Unit Testing the Macros

Finally, to test these macros, we can simply add a property to override its value when the macro isn't present:

protocol Macro {
    static var isOverridden: Bool { get set }
}

enum EnterpriseMacro: Macro {
    static var isOverridden = false

    static var active: Bool {
        #if ENTERPRISE
        return true
        #else
        return isOverridden
        #endif
    }
}

Even though a hacker is able to force isOverridden to be true, nothing would be achieved as the code that ran as the result of the presence of this macro was never compiled.

Changing isOverridden would only have an effect if we compiled our code without optimizations, which is exactly the case of unit testing targets. We can then use it to safely unit test currentBuildType.

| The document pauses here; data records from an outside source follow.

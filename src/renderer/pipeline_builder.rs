//! # WGPU Pipeline Builder Utilities
//!
//! This module provides builder patterns for creating WGPU render pipelines and
//! bind group layouts. The skyline uses two pipelines that differ only in
//! primitive topology (filled box faces and edge lines), so the builders keep
//! that variation down to one method call.
//!
//! ## Key Components
//!
//! - [`PipelineBuilder`] - Fluent API for creating render pipelines
//! - [`BindGroupLayoutBuilder`] - Fluent API for creating bind group layouts
//!
//! ## Usage Example
//!
//! ```rust,ignore
//! let layout = BindGroupLayoutBuilder::new(&device)
//!     .with_label("Frame Uniforms")
//!     .with_uniform_buffer(0, wgpu::ShaderStages::VERTEX_FRAGMENT)
//!     .build();
//!
//! let pipeline = PipelineBuilder::new(&device, surface_format, &shader)
//!     .with_label("Edge Pipeline")
//!     .with_fragment_entry("fs_line")
//!     .with_vertex_buffer(Vertex::desc())
//!     .with_bind_group_layout(&layout)
//!     .with_topology(wgpu::PrimitiveTopology::LineList)
//!     .build();
//! ```

/// Builder for creating render pipelines.
///
/// ## Default Configuration
///
/// - Vertex entry point: `"vs_main"`
/// - Fragment entry point: `"fs_main"`
/// - Blend state: `REPLACE` (no blending)
/// - Cull mode: `Back` face culling
/// - Primitive topology: `TriangleList`
/// - Front face: Counter-clockwise
///
/// Both entry points are looked up in the one shader module passed to
/// [`new()`](PipelineBuilder::new).
pub struct PipelineBuilder<'a> {
    device: &'a wgpu::Device,
    surface_format: wgpu::TextureFormat,
    label: Option<&'a str>,
    shader: &'a wgpu::ShaderModule,
    vertex_entry: Option<&'a str>,
    fragment_entry: Option<&'a str>,
    vertex_buffers: Vec<wgpu::VertexBufferLayout<'a>>,
    bind_group_layouts: Vec<&'a wgpu::BindGroupLayout>,
    blend_state: Option<wgpu::BlendState>,
    cull_mode: Option<wgpu::Face>,
    topology: wgpu::PrimitiveTopology,
    depth_stencil: Option<wgpu::DepthStencilState>,
}

impl<'a> PipelineBuilder<'a> {
    /// Create a new pipeline builder with default settings.
    pub fn new(
        device: &'a wgpu::Device,
        surface_format: wgpu::TextureFormat,
        shader: &'a wgpu::ShaderModule,
    ) -> Self {
        Self {
            device,
            surface_format,
            label: None,
            shader,
            vertex_entry: Some("vs_main"),
            fragment_entry: Some("fs_main"),
            vertex_buffers: Vec::new(),
            bind_group_layouts: Vec::new(),
            blend_state: Some(wgpu::BlendState::REPLACE),
            cull_mode: Some(wgpu::Face::Back),
            topology: wgpu::PrimitiveTopology::TriangleList,
            depth_stencil: None,
        }
    }

    /// Set the pipeline label for debugging purposes.
    pub fn with_label(mut self, label: &'a str) -> Self {
        self.label = Some(label);
        self
    }

    /// Set the fragment shader entry point function name.
    pub fn with_fragment_entry(mut self, entry: &'a str) -> Self {
        self.fragment_entry = Some(entry);
        self
    }

    /// Add a vertex buffer layout to the pipeline.
    pub fn with_vertex_buffer(mut self, layout: wgpu::VertexBufferLayout<'a>) -> Self {
        self.vertex_buffers.push(layout);
        self
    }

    /// Add a bind group layout; the order of calls gives the group indices.
    pub fn with_bind_group_layout(mut self, layout: &'a wgpu::BindGroupLayout) -> Self {
        self.bind_group_layouts.push(layout);
        self
    }

    /// Set a custom blend state for color blending.
    pub fn with_blend_state(mut self, blend: wgpu::BlendState) -> Self {
        self.blend_state = Some(blend);
        self
    }

    /// Disable face culling.
    pub fn with_no_culling(mut self) -> Self {
        self.cull_mode = None;
        self
    }

    /// Set the primitive topology (e.g. `LineList` for edge overlays).
    pub fn with_topology(mut self, topology: wgpu::PrimitiveTopology) -> Self {
        self.topology = topology;
        self
    }

    /// Set depth and stencil testing configuration.
    ///
    /// By default, no depth or stencil testing is performed.
    pub fn with_depth_stencil(mut self, depth_stencil: wgpu::DepthStencilState) -> Self {
        self.depth_stencil = Some(depth_stencil);
        self
    }

    /// Build the render pipeline with the configured parameters.
    pub fn build(self) -> wgpu::RenderPipeline {
        let shader = self.shader;

        let pipeline_layout = self
            .device
            .create_pipeline_layout(&wgpu::PipelineLayoutDescriptor {
                label: self.label,
                bind_group_layouts: &self.bind_group_layouts,
                push_constant_ranges: &[],
            });

        self.device
            .create_render_pipeline(&wgpu::RenderPipelineDescriptor {
                label: self.label,
                layout: Some(&pipeline_layout),
                vertex: wgpu::VertexState {
                    module: shader,
                    entry_point: self.vertex_entry,
                    buffers: &self.vertex_buffers,
                    compilation_options: wgpu::PipelineCompilationOptions::default(),
                },
                fragment: Some(wgpu::FragmentState {
                    module: shader,
                    entry_point: self.fragment_entry,
                    targets: &[Some(wgpu::ColorTargetState {
                        format: self.surface_format,
                        blend: self.blend_state,
                        write_mask: wgpu::ColorWrites::ALL,
                    })],
                    compilation_options: wgpu::PipelineCompilationOptions::default(),
                }),
                primitive: wgpu::PrimitiveState {
                    topology: self.topology,
                    strip_index_format: None,
                    front_face: wgpu::FrontFace::Ccw,
                    cull_mode: self.cull_mode,
                    polygon_mode: wgpu::PolygonMode::Fill,
                    unclipped_depth: false,
                    conservative: false,
                },
                depth_stencil: self.depth_stencil,
                multisample: wgpu::MultisampleState {
                    count: 1,
                    mask: !0,
                    alpha_to_coverage_enabled: false,
                },
                multiview: None,
                cache: None,
            })
    }
}

/// Builder for creating bind group layouts made of uniform buffers.
pub struct BindGroupLayoutBuilder<'a> {
    device: &'a wgpu::Device,
    entries: Vec<wgpu::BindGroupLayoutEntry>,
    label: Option<&'a str>,
}

impl<'a> BindGroupLayoutBuilder<'a> {
    pub fn new(device: &'a wgpu::Device) -> Self {
        Self {
            device,
            entries: Vec::new(),
            label: None,
        }
    }

    pub fn with_label(mut self, label: &'a str) -> Self {
        self.label = Some(label);
        self
    }

    /// Add a uniform buffer binding.
    ///
    /// In WGSL, access this uniform buffer with:
    /// ```wgsl
    /// @group(0) @binding(0) var<uniform> frame: FrameUniforms;
    /// ```
    pub fn with_uniform_buffer(self, binding: u32, visibility: wgpu::ShaderStages) -> Self {
        self.push_uniform(binding, visibility, false, None)
    }

    /// Add a uniform buffer binding addressed through a dynamic offset.
    ///
    /// Used for per-draw data: one buffer holds every draw's slot and
    /// `set_bind_group` picks the slot.
    pub fn with_dynamic_uniform_buffer(
        self,
        binding: u32,
        visibility: wgpu::ShaderStages,
        slot_size: wgpu::BufferAddress,
    ) -> Self {
        self.push_uniform(binding, visibility, true, wgpu::BufferSize::new(slot_size))
    }

    fn push_uniform(
        mut self,
        binding: u32,
        visibility: wgpu::ShaderStages,
        has_dynamic_offset: bool,
        min_binding_size: Option<wgpu::BufferSize>,
    ) -> Self {
        self.entries.push(wgpu::BindGroupLayoutEntry {
            binding,
            visibility,
            ty: wgpu::BindingType::Buffer {
                ty: wgpu::BufferBindingType::Uniform,
                has_dynamic_offset,
                min_binding_size,
            },
            count: None,
        });
        self
    }

    /// Build the bind group layout.
    pub fn build(self) -> wgpu::BindGroupLayout {
        self.device
            .create_bind_group_layout(&wgpu::BindGroupLayoutDescriptor {
                entries: &self.entries,
                label: self.label,
            })
    }
}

func with<T: Macro>(macro: T.Type, block: () -> Void) {
    macro.isOverridden = true
    block()
    macro.isOverridden = false
}

final class BuildTests: XCTestCase {
    func testEnterpriseBuild() {
        with(macro: EnterpriseMacro.self) {
            XCTAssertEqual(currentBuildType, .employeeBuild)
        }
    }

    func testDebugBuild() {
        with(macro: XcodeMacro.self) {
            XCTAssertEqual(currentBuildType, .xcodeBuild)
        }
    }

    func testProductionBuild() {
        // How it behaves when no macros are present
        XCTAssertEqual(currentBuildType, .appStore)
    }
}

(Note that because isOverridden only works when a macro isn't present in the build, your testing target should not contain macros whose's presence/absence needs to be tested.)

With this setup, we're able to test preprocessor macros while being sure that our final release builds will not contain code that's not meant to be executed. This same trick can be used to test macros in XCUITests.

As a final note in the topic of security, note that if your intention is to completely get rid of something in runtime, everything needs to be wrapped by macro checks. In this case, if hiding the build types themselves was critical (and not just the logic of what's my current one), we would have to wrap the enum itself in macros, which would make unit testing it like this considerably harder, although still possible.